Supplied information

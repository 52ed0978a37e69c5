//!
//! # Book Repository
//!
//! Mediates all reads and writes to the `books` table, exposing a narrow CRUD
//! contract to the route handlers so they never touch SQL directly. Every
//! operation can fail with a store-access error, surfaced as `AppError`.

use crate::error::AppError;
use crate::models::{Book, BookInput};
use sqlx::PgPool;

const BOOK_COLUMNS: &str = "id, title, author, language, category, published_year";

/// Repository for the `books` table, cloned cheaply around the `PgPool`.
#[derive(Clone)]
pub struct BookRepository {
    pool: PgPool,
}

impl BookRepository {
    pub fn new(pool: PgPool) -> Self {
        Self { pool }
    }

    /// Returns all books in store-native order (no defined sort).
    pub async fn get_books(&self) -> Result<Vec<Book>, AppError> {
        let books = sqlx::query_as::<_, Book>(&format!("SELECT {} FROM books", BOOK_COLUMNS))
            .fetch_all(&self.pool)
            .await?;
        Ok(books)
    }

    /// Returns the book with the given identifier, or `None` if absent.
    pub async fn get_book_by_id(&self, id: i32) -> Result<Option<Book>, AppError> {
        let book = sqlx::query_as::<_, Book>(&format!(
            "SELECT {} FROM books WHERE id = $1",
            BOOK_COLUMNS
        ))
        .bind(id)
        .fetch_optional(&self.pool)
        .await?;
        Ok(book)
    }

    /// Returns all books with an exact (case-sensitive) author match.
    pub async fn get_books_by_author(&self, author: &str) -> Result<Vec<Book>, AppError> {
        let books = sqlx::query_as::<_, Book>(&format!(
            "SELECT {} FROM books WHERE author = $1",
            BOOK_COLUMNS
        ))
        .bind(author)
        .fetch_all(&self.pool)
        .await?;
        Ok(books)
    }

    /// Returns all books with an exact category match.
    pub async fn get_books_by_category(&self, category: &str) -> Result<Vec<Book>, AppError> {
        let books = sqlx::query_as::<_, Book>(&format!(
            "SELECT {} FROM books WHERE category = $1",
            BOOK_COLUMNS
        ))
        .bind(category)
        .fetch_all(&self.pool)
        .await?;
        Ok(books)
    }

    /// Persists a new book. The store assigns the identifier; the stored book
    /// is returned.
    pub async fn create_book(&self, input: &BookInput) -> Result<Book, AppError> {
        let book = sqlx::query_as::<_, Book>(&format!(
            "INSERT INTO books (title, author, language, category, published_year) \
             VALUES ($1, $2, $3, $4, $5) \
             RETURNING {}",
            BOOK_COLUMNS
        ))
        .bind(&input.title)
        .bind(&input.author)
        .bind(&input.language)
        .bind(&input.category)
        .bind(input.published_year)
        .fetch_one(&self.pool)
        .await?;
        Ok(book)
    }

    /// Replaces all fields of the book matching `book.id`.
    pub async fn update_book(&self, book: &Book) -> Result<(), AppError> {
        sqlx::query(
            "UPDATE books \
             SET title = $1, author = $2, language = $3, category = $4, published_year = $5 \
             WHERE id = $6",
        )
        .bind(&book.title)
        .bind(&book.author)
        .bind(&book.language)
        .bind(&book.category)
        .bind(book.published_year)
        .bind(book.id)
        .execute(&self.pool)
        .await?;
        Ok(())
    }

    /// Removes the book if present; silently succeeds if absent.
    pub async fn delete_book(&self, id: i32) -> Result<(), AppError> {
        sqlx::query("DELETE FROM books WHERE id = $1")
            .bind(id)
            .execute(&self.pool)
            .await?;
        Ok(())
    }

    /// Existence check for a book identifier.
    pub async fn book_exists(&self, id: i32) -> Result<bool, AppError> {
        let exists: bool =
            sqlx::query_scalar("SELECT EXISTS (SELECT 1 FROM books WHERE id = $1)")
                .bind(id)
                .fetch_one(&self.pool)
                .await?;
        Ok(exists)
    }
}
use actix_cors::Cors;
use actix_web::{middleware::Logger, web, App, HttpServer};
use sqlx::PgPool;

use bookstore::auth::AuthMiddleware;
use bookstore::config::Config;
use bookstore::repositories::{BookRepository, UserRepository};
use bookstore::routes;

#[actix_web::main]
async fn main() -> std::io::Result<()> {
    dotenv::dotenv().ok();
    env_logger::init();

    let config = Config::from_env();
    let pool = PgPool::connect(&config.database_url)
        .await
        .expect("Failed to connect to database");

    let book_repository = BookRepository::new(pool.clone());
    let user_repository = UserRepository::new(pool.clone());

    log::info!("Starting bookstore server at {}", config.server_url());
    HttpServer::new(move || {
        App::new()
            .app_data(web::Data::new(book_repository.clone()))
            .app_data(web::Data::new(user_repository.clone()))
            .wrap(
                Cors::default()
                    .allow_any_origin()
                    .allow_any_method()
                    .allow_any_header()
                    .max_age(3600),
            )
            .wrap(Logger::default())
            .service(routes::health::health)
            .service(
                web::scope("/api")
                    .wrap(AuthMiddleware)
                    .configure(routes::config),
            )
    })
    .bind((config.server_host.as_str(), config.server_port))?
    .run()
    .await
}
use actix_web::{get, HttpResponse, Responder};
use chrono::Utc;
use serde_json::json;

/// Health check endpoint
///
/// Reports the service name, crate version, and current timestamp. Sits
/// outside the authenticated `/api` scope so load balancers can probe it
/// without a token.
#[get("/health")]
pub async fn health() -> impl Responder {
    HttpResponse::Ok().json(json!({
        "status": "ok",
        "service": "bookstore",
        "version": env!("CARGO_PKG_VERSION"),
        "timestamp": Utc::now()
    }))
}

Description of the task
Copy the lines above exactly, beginning at the line that has "dotenv::dotenv().ok();" and stopping after the line that has "Cors::default()", and omit the rest.

Completed exercise
    dotenv::dotenv().ok();
    env_logger::init();

    let config = Config::from_env();
    let pool = PgPool::connect(&config.database_url)
        .await
        .expect("Failed to connect to database");

    let book_repository = BookRepository::new(pool.clone());
    let user_repository = UserRepository::new(pool.clone());

    log::info!("Starting bookstore server at {}", config.server_url());
    HttpServer::new(move || {
        App::new()
            .app_data(web::Data::new(book_repository.clone()))
            .app_data(web::Data::new(user_repository.clone()))
            .wrap(
                Cors::default()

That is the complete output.